_Exercise brief_:
Sort through the listing below and keep each line with the word "Direction". Copy those.

[Opening Records shown section]

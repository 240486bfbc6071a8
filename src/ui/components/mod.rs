//! Reusable UI components

mod button;
mod dialog;

pub use button::{render_button, render_main_button, BUTTON_HEIGHT};
pub use dialog::{render_modal, ModalDialog, ModalResponse};
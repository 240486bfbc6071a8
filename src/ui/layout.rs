//! Layout components (header, main button bar, status bar)

use super::components::render_main_button;
use super::{theme_color, FormView};
use crate::platform::SUBMIT_SHORTCUT;
use crate::state::MainButtonState;
use ratatui::{
    layout::{Constraint, Direction, Layout, Rect},
    style::{Color, Modifier, Style},
    text::{Line, Span},
    widgets::Paragraph,
    Frame,
};

/// Regions of the screen
pub struct ScreenLayout {
    pub header: Rect,
    pub content: Rect,
    pub main_button: Rect,
    pub status: Rect,
}

/// Split the screen into header, form, main button bar and status bar
pub fn create_layout(area: Rect) -> ScreenLayout {
    let chunks = Layout::default()
        .direction(Direction::Vertical)
        .constraints([
            Constraint::Length(1), // Header
            Constraint::Min(0),    // Form
            Constraint::Length(1), // Main button
            Constraint::Length(1), // Status bar
        ])
        .split(area);

    ScreenLayout {
        header: chunks[0],
        content: chunks[1],
        main_button: chunks[2],
        status: chunks[3],
    }
}

pub fn draw_header(frame: &mut Frame, area: Rect, view: &FormView) {
    let scheme = if view.theme.dark { "dark" } else { "light" };
    let header = Line::from(vec![
        Span::styled(
            " 🐾 Ветеринар на дом ",
            Style::default().add_modifier(Modifier::BOLD),
        ),
        Span::styled(
            format!("[{scheme}]"),
            Style::default().fg(theme_color(&view.theme.hint_color, Color::DarkGray)),
        ),
    ]);
    frame.render_widget(Paragraph::new(header), area);
}

/// Draw the host main button, or leave the row blank while it is hidden
pub fn draw_main_button(frame: &mut Frame, area: Rect, view: &FormView, button: &MainButtonState) {
    if !button.visible {
        return;
    }
    let bg = theme_color(&button.color, Color::Green);
    let fg = theme_color(&view.theme.button_text_color, Color::White);
    render_main_button(frame, area, &button.text, bg, fg);
}

/// Draw the status bar
pub fn draw_status_bar(frame: &mut Frame, area: Rect, view: &FormView) {
    let mut spans = vec![Span::styled(
        format!(" Tab:next  ←→:choose  {SUBMIT_SHORTCUT}:submit  Esc:cancel  ^C:leave "),
        Style::default().fg(Color::Gray),
    )];

    let invalid = view
        .form
        .fields()
        .iter()
        .filter(|f| f.shows_error())
        .count();
    if invalid > 0 {
        spans.push(Span::raw(" | "));
        spans.push(Span::styled(
            format!("ошибок: {invalid}"),
            Style::default().fg(Color::Red),
        ));
    }

    if view.submit_control.loading {
        spans.push(Span::raw(" | "));
        spans.push(Span::styled(
            view.submit_control.label.clone(),
            Style::default().fg(Color::Yellow),
        ));
    }

    let status = Paragraph::new(Line::from(spans)).style(Style::default().bg(Color::DarkGray));
    frame.render_widget(status, area);
}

[Closing Records shown section]

_Answer section_:
    layout::{Constraint, Direction, Layout, Rect},
        .direction(Direction::Vertical)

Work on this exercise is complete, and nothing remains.